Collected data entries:
- Opening Delimiter -

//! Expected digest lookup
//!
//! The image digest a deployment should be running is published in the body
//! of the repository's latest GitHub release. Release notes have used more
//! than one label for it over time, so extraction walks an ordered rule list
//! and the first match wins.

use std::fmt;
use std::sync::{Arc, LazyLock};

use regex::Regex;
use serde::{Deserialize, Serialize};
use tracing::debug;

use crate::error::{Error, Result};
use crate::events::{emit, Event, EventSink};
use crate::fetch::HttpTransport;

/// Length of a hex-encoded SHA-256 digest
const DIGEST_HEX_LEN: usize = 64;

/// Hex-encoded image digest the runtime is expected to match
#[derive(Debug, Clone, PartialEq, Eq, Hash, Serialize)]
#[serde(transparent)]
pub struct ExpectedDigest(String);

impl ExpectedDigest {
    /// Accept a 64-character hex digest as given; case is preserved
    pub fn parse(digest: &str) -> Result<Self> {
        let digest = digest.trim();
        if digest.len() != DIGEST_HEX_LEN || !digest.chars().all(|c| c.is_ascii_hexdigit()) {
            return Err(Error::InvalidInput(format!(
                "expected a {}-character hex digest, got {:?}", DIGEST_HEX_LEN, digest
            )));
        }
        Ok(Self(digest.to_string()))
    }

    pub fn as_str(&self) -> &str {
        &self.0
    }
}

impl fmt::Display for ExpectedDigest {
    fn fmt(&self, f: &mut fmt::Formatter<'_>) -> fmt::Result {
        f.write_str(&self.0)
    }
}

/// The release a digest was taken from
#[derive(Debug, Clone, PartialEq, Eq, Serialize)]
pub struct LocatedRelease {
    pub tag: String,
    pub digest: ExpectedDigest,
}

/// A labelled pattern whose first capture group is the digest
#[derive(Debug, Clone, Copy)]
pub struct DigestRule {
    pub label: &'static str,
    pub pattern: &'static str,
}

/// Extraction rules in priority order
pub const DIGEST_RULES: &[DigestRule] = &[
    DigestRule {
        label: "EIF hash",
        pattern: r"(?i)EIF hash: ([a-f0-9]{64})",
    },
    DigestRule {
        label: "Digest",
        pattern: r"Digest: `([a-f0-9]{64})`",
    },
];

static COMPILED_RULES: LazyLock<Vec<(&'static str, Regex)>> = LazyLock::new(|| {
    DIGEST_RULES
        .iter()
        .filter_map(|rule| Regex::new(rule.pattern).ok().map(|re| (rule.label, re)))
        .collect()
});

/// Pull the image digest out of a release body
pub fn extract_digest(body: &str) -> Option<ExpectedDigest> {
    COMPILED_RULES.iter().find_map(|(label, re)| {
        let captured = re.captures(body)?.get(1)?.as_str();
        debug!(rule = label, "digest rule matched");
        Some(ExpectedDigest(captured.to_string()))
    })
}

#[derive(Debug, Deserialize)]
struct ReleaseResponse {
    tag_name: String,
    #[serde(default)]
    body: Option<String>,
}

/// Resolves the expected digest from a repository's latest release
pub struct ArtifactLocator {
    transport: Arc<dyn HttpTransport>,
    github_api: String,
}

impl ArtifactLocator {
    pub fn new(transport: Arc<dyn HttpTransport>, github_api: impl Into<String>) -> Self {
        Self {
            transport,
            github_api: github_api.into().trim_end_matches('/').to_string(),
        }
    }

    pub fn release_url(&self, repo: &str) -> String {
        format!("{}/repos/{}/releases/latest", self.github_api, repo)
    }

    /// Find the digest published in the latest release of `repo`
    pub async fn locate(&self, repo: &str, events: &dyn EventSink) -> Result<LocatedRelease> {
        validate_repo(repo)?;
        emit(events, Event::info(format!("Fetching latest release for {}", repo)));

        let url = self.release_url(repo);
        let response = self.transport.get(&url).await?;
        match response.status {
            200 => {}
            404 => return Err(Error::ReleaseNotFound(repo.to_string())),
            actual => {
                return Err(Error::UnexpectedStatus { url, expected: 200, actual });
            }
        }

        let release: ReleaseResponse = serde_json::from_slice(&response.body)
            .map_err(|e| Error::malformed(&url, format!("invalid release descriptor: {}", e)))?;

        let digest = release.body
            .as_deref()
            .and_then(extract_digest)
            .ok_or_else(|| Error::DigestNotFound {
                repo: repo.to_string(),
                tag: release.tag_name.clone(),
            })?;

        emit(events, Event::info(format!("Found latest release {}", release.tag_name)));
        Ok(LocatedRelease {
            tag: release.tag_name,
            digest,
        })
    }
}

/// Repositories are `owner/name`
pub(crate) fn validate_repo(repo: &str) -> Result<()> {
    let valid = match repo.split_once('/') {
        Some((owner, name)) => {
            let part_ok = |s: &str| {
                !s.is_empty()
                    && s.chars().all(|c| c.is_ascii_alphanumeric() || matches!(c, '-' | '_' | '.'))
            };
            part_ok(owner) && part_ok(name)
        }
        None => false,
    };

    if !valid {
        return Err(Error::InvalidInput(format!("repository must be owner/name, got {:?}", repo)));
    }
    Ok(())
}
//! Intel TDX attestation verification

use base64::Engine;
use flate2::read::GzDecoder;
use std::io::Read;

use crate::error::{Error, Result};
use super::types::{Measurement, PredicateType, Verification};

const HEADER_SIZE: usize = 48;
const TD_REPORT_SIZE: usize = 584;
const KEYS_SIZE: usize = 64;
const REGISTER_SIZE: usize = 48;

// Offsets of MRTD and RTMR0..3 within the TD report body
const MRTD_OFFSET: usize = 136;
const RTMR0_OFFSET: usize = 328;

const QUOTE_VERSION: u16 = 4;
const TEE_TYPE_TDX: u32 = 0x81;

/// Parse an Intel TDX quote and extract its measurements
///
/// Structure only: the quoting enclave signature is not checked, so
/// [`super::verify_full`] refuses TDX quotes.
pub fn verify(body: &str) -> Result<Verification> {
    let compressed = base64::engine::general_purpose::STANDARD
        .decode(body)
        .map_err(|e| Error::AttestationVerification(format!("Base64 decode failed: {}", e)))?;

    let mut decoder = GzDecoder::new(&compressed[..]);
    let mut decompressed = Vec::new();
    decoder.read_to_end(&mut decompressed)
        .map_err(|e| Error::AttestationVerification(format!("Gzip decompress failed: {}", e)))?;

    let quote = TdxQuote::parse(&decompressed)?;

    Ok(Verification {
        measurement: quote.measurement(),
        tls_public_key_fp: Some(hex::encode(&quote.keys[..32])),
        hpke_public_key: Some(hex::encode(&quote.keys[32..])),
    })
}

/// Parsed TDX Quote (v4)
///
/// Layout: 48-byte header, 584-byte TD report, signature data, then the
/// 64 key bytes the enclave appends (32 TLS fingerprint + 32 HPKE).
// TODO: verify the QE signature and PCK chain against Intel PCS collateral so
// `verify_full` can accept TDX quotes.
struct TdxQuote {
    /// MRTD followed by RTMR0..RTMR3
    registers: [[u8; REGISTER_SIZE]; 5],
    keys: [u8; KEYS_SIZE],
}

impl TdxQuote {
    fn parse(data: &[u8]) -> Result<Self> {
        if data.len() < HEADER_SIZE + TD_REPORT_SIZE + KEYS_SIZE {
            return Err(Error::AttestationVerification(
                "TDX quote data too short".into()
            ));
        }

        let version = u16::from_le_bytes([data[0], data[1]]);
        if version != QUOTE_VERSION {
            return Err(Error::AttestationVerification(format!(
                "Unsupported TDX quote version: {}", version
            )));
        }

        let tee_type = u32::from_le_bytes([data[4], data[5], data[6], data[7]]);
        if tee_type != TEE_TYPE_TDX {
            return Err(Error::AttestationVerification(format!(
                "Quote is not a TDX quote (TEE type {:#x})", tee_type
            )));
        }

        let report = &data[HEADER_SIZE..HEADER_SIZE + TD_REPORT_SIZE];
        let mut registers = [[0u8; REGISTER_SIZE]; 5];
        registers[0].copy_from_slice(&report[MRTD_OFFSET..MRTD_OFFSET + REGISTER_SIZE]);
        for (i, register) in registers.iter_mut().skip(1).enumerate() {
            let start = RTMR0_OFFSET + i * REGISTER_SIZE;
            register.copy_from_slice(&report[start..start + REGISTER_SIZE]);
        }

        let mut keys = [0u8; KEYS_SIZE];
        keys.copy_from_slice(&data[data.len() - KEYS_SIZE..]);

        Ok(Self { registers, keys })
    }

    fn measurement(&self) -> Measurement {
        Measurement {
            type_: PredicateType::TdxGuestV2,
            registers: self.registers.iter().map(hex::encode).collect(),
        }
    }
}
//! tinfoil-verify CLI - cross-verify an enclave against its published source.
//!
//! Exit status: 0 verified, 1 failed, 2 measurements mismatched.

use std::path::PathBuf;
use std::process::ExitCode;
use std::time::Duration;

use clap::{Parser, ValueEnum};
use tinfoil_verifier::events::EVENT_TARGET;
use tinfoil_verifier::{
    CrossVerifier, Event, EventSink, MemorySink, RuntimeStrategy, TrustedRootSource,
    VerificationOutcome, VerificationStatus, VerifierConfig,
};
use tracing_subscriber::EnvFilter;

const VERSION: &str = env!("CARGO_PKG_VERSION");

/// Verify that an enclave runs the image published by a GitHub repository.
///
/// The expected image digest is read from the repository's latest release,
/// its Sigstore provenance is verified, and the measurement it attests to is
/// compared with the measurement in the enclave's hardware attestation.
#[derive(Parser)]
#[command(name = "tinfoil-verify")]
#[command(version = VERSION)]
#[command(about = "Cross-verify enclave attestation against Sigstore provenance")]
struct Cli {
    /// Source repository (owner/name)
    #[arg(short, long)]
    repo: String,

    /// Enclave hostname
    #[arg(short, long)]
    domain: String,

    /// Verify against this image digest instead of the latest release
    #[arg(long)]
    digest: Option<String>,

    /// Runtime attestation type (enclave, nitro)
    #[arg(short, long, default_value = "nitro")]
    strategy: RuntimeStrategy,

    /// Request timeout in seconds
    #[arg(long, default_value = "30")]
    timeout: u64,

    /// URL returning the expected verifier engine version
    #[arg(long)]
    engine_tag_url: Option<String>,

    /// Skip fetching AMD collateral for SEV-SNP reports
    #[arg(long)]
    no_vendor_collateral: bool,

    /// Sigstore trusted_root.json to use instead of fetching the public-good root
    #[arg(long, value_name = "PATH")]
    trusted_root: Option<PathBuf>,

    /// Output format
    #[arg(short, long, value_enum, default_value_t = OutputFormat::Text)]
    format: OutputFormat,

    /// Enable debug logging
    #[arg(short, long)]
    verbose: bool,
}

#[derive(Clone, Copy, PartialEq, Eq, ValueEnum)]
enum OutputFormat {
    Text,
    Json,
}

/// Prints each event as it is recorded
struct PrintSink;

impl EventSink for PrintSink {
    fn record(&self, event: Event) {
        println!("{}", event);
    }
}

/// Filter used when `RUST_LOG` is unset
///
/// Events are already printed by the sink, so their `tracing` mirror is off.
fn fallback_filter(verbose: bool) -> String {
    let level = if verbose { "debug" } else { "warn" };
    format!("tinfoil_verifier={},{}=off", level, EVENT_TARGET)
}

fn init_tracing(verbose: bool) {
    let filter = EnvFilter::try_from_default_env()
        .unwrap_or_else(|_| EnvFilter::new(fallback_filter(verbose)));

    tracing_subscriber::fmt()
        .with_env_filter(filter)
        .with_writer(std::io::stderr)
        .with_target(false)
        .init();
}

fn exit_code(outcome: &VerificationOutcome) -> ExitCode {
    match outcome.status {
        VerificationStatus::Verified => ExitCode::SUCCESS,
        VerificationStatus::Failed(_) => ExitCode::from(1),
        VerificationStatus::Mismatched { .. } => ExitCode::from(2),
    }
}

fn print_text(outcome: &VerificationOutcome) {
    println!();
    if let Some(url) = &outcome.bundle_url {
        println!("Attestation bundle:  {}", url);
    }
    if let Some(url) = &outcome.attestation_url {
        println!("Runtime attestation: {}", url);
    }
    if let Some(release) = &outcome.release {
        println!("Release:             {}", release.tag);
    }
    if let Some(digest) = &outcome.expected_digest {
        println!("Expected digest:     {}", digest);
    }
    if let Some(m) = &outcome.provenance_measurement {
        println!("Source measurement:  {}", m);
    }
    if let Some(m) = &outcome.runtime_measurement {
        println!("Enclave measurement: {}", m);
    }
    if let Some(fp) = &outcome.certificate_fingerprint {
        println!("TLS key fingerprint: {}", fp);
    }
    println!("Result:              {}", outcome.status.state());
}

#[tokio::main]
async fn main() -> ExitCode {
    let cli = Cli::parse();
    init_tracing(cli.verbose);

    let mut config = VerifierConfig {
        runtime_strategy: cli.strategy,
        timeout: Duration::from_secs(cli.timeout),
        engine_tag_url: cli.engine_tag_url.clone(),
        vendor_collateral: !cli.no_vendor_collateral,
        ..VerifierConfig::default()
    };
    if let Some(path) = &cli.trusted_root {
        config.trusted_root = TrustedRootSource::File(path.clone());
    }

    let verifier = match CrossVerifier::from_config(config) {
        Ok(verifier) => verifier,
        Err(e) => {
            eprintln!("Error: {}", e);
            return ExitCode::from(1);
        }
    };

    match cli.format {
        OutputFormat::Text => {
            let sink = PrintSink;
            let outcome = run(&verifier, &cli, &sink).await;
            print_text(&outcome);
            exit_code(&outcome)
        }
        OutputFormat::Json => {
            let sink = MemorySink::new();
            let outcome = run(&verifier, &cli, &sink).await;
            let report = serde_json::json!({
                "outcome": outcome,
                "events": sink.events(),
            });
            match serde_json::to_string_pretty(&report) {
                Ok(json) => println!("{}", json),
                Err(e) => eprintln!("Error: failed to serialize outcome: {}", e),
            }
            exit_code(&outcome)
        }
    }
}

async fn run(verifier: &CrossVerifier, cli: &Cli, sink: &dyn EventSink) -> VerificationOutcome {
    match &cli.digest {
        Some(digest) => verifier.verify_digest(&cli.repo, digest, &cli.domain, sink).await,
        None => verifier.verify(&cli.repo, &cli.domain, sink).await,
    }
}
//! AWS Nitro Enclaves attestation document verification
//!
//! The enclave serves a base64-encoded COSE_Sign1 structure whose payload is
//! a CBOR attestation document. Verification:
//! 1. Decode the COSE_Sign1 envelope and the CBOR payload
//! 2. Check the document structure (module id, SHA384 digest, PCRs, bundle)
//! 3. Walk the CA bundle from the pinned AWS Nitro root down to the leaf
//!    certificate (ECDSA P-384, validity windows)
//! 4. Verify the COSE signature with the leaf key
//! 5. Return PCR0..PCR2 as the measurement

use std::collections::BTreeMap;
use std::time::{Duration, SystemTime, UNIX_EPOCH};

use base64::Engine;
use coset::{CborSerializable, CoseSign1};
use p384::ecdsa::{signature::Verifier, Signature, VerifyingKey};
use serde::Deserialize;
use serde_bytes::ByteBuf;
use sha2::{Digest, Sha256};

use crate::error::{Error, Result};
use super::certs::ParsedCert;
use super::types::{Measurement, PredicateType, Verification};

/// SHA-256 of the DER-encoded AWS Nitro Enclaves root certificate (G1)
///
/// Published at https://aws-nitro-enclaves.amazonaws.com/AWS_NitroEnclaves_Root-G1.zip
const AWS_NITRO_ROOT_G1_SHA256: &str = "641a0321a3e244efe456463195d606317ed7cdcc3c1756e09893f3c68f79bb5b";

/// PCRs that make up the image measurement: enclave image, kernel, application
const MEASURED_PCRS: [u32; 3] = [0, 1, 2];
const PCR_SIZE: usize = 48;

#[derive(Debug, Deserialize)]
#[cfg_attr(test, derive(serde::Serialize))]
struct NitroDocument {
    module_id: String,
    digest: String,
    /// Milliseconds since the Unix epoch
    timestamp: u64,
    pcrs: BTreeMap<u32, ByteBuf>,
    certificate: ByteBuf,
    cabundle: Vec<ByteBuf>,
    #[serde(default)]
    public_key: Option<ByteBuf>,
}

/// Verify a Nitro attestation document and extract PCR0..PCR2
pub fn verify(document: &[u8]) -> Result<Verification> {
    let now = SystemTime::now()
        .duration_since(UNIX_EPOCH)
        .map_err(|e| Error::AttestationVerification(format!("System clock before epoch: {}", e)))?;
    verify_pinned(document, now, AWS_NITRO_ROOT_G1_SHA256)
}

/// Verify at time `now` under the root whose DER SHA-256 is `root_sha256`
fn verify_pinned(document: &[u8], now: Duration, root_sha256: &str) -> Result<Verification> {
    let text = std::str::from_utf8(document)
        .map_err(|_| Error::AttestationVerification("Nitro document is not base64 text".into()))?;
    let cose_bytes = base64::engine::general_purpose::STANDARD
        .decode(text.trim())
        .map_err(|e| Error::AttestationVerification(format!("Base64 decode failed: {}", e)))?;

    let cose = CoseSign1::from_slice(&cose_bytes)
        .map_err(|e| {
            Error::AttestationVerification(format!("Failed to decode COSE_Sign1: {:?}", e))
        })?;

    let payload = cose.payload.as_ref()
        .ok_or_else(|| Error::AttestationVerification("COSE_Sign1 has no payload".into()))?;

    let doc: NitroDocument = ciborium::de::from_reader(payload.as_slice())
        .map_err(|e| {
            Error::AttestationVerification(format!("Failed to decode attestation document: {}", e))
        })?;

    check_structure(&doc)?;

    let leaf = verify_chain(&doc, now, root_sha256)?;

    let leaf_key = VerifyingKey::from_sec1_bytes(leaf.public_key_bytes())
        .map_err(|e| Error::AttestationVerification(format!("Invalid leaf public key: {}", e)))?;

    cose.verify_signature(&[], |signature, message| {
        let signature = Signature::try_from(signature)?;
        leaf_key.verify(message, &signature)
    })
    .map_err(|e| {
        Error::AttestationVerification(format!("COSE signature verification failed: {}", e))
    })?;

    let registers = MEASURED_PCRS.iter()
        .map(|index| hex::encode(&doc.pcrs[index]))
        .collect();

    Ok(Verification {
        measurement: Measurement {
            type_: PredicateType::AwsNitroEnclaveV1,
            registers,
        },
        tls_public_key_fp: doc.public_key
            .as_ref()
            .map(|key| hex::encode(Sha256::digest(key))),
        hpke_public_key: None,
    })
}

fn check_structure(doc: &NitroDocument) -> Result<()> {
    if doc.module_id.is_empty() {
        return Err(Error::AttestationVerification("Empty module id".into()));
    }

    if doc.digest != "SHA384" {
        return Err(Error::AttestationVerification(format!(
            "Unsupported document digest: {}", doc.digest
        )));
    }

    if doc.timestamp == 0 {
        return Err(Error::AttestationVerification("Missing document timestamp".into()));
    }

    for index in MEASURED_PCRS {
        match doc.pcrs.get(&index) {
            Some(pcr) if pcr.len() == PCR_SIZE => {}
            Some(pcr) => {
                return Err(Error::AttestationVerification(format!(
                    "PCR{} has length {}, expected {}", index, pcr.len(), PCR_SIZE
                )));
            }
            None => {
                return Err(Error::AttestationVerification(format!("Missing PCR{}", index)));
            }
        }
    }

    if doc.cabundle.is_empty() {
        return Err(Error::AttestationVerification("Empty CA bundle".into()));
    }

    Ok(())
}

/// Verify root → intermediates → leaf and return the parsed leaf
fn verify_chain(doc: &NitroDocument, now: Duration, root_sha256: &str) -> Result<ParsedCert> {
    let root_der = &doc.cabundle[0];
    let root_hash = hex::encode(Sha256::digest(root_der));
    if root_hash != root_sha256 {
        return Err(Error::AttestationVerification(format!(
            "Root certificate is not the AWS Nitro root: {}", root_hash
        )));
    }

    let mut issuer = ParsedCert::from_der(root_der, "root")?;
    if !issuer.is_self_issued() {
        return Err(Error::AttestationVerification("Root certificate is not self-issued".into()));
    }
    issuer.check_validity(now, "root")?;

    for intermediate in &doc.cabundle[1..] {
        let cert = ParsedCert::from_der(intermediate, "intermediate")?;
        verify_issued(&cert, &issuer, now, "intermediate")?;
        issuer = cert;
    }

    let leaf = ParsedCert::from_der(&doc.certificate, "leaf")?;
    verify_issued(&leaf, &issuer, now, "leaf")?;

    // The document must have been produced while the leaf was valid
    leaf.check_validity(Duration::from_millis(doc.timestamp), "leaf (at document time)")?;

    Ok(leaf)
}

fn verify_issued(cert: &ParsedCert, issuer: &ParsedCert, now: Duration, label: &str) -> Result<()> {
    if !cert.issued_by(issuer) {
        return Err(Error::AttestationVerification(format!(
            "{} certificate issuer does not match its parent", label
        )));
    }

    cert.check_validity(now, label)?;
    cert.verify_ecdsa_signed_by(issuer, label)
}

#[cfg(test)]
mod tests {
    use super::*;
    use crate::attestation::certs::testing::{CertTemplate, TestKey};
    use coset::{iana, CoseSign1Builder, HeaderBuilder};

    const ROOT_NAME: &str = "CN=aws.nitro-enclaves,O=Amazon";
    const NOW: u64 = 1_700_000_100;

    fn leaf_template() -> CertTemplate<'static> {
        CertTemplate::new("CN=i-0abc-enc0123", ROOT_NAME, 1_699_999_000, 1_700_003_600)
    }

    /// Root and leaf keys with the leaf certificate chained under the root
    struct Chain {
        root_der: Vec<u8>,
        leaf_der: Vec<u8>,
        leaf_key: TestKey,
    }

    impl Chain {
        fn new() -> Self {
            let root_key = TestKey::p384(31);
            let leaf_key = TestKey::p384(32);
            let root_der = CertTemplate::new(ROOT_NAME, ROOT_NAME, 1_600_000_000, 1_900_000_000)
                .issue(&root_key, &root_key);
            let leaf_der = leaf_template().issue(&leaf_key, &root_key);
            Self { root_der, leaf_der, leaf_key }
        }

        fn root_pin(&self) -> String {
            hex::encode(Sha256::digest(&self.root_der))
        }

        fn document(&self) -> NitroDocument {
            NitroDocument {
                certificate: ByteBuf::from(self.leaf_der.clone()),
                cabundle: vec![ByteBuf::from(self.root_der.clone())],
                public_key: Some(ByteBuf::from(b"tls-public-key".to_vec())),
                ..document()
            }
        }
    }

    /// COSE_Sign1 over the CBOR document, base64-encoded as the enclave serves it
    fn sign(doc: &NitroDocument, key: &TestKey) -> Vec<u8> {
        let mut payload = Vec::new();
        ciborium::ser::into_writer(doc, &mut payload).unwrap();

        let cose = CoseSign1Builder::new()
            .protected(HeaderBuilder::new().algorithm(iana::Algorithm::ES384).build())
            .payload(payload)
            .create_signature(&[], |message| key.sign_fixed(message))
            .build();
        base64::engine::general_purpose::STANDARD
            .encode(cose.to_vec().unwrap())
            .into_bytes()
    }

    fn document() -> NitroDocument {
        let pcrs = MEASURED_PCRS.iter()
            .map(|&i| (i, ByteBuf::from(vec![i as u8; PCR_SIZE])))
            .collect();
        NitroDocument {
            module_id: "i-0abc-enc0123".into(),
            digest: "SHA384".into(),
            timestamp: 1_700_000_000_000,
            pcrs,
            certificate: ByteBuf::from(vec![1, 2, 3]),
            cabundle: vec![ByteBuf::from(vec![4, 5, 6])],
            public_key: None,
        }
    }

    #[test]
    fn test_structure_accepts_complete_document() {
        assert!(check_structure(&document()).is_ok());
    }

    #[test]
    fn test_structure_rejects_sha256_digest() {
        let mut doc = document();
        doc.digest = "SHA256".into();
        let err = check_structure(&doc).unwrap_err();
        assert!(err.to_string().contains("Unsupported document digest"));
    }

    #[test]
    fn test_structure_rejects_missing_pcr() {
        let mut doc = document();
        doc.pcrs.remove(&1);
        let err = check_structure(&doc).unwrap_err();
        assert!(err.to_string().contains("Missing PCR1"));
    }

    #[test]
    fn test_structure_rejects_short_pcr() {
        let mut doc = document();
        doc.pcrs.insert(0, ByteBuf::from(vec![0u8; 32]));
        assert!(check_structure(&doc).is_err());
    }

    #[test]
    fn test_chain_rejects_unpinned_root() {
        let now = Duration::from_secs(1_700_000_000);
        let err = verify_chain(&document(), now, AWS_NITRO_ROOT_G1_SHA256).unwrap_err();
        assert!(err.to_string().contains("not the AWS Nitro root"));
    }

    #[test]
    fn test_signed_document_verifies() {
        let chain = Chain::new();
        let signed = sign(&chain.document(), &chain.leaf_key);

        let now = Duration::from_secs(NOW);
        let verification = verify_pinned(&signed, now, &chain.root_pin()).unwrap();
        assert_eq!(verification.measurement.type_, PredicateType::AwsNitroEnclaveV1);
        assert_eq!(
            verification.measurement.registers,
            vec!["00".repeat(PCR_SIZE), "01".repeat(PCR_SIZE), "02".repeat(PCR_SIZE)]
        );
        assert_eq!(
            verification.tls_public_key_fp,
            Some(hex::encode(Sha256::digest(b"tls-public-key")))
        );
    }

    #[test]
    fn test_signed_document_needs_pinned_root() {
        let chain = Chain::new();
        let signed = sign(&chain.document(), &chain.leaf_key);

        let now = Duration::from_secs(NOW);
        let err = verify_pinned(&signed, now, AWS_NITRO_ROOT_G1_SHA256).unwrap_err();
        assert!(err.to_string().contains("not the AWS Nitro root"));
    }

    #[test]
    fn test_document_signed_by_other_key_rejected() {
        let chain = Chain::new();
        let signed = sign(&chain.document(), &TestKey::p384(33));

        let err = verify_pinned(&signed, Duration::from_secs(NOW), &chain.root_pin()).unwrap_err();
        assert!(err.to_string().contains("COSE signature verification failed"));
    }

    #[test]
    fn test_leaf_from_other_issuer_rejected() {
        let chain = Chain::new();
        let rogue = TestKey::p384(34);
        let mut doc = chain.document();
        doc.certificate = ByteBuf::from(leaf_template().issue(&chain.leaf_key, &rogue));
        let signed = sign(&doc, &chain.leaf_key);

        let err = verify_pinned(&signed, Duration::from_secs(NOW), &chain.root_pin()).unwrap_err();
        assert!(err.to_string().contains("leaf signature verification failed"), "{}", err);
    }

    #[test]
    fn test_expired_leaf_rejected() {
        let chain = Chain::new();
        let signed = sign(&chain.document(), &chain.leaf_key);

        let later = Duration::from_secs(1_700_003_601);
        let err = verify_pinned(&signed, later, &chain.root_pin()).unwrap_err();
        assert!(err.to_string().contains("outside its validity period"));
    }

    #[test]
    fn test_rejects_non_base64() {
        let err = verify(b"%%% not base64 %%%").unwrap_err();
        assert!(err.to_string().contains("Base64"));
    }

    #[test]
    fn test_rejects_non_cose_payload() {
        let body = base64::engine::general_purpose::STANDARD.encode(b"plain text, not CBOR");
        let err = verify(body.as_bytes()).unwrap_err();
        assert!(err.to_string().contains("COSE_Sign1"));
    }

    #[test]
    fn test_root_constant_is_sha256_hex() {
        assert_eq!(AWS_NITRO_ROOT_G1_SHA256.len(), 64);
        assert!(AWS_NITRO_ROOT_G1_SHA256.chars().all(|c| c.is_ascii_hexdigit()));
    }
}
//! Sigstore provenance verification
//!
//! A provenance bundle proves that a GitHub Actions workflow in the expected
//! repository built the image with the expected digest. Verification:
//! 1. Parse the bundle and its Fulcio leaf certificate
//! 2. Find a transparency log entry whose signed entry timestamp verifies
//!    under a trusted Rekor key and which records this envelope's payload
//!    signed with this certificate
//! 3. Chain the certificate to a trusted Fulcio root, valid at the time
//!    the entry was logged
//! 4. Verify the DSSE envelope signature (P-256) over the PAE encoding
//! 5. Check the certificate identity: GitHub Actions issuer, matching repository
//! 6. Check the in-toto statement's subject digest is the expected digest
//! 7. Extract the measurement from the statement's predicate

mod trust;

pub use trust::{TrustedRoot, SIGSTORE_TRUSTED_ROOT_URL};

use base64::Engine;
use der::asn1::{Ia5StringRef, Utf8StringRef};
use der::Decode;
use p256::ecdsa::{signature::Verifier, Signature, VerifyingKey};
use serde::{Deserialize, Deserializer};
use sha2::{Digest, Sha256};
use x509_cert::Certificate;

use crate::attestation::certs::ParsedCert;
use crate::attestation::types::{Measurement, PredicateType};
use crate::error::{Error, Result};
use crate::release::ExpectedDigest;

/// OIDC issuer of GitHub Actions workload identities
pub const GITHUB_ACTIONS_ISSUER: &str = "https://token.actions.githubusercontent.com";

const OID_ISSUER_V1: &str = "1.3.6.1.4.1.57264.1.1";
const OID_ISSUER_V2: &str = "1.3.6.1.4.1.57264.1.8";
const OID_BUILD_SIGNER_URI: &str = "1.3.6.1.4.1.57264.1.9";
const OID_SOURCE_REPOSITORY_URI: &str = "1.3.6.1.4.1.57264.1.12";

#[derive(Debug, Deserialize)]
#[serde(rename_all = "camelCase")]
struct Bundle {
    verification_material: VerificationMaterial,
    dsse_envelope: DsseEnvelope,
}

- Closing Delimiter -

- _Exercise description_
All that belongs in the answer is the lines from the start of the entries above through the line containing "hex-encoded SHA-256 digest", each given exactly.

- _Your solution_
//! Expected digest lookup
//!
//! The image digest a deployment should be running is published in the body
//! of the repository's latest GitHub release. Release notes have used more
//! than one label for it over time, so extraction walks an ordered rule list
//! and the first match wins.

use std::fmt;
use std::sync::{Arc, LazyLock};

use regex::Regex;
use serde::{Deserialize, Serialize};
use tracing::debug;

use crate::error::{Error, Result};
use crate::events::{emit, Event, EventSink};
use crate::fetch::HttpTransport;

/// Length of a hex-encoded SHA-256 digest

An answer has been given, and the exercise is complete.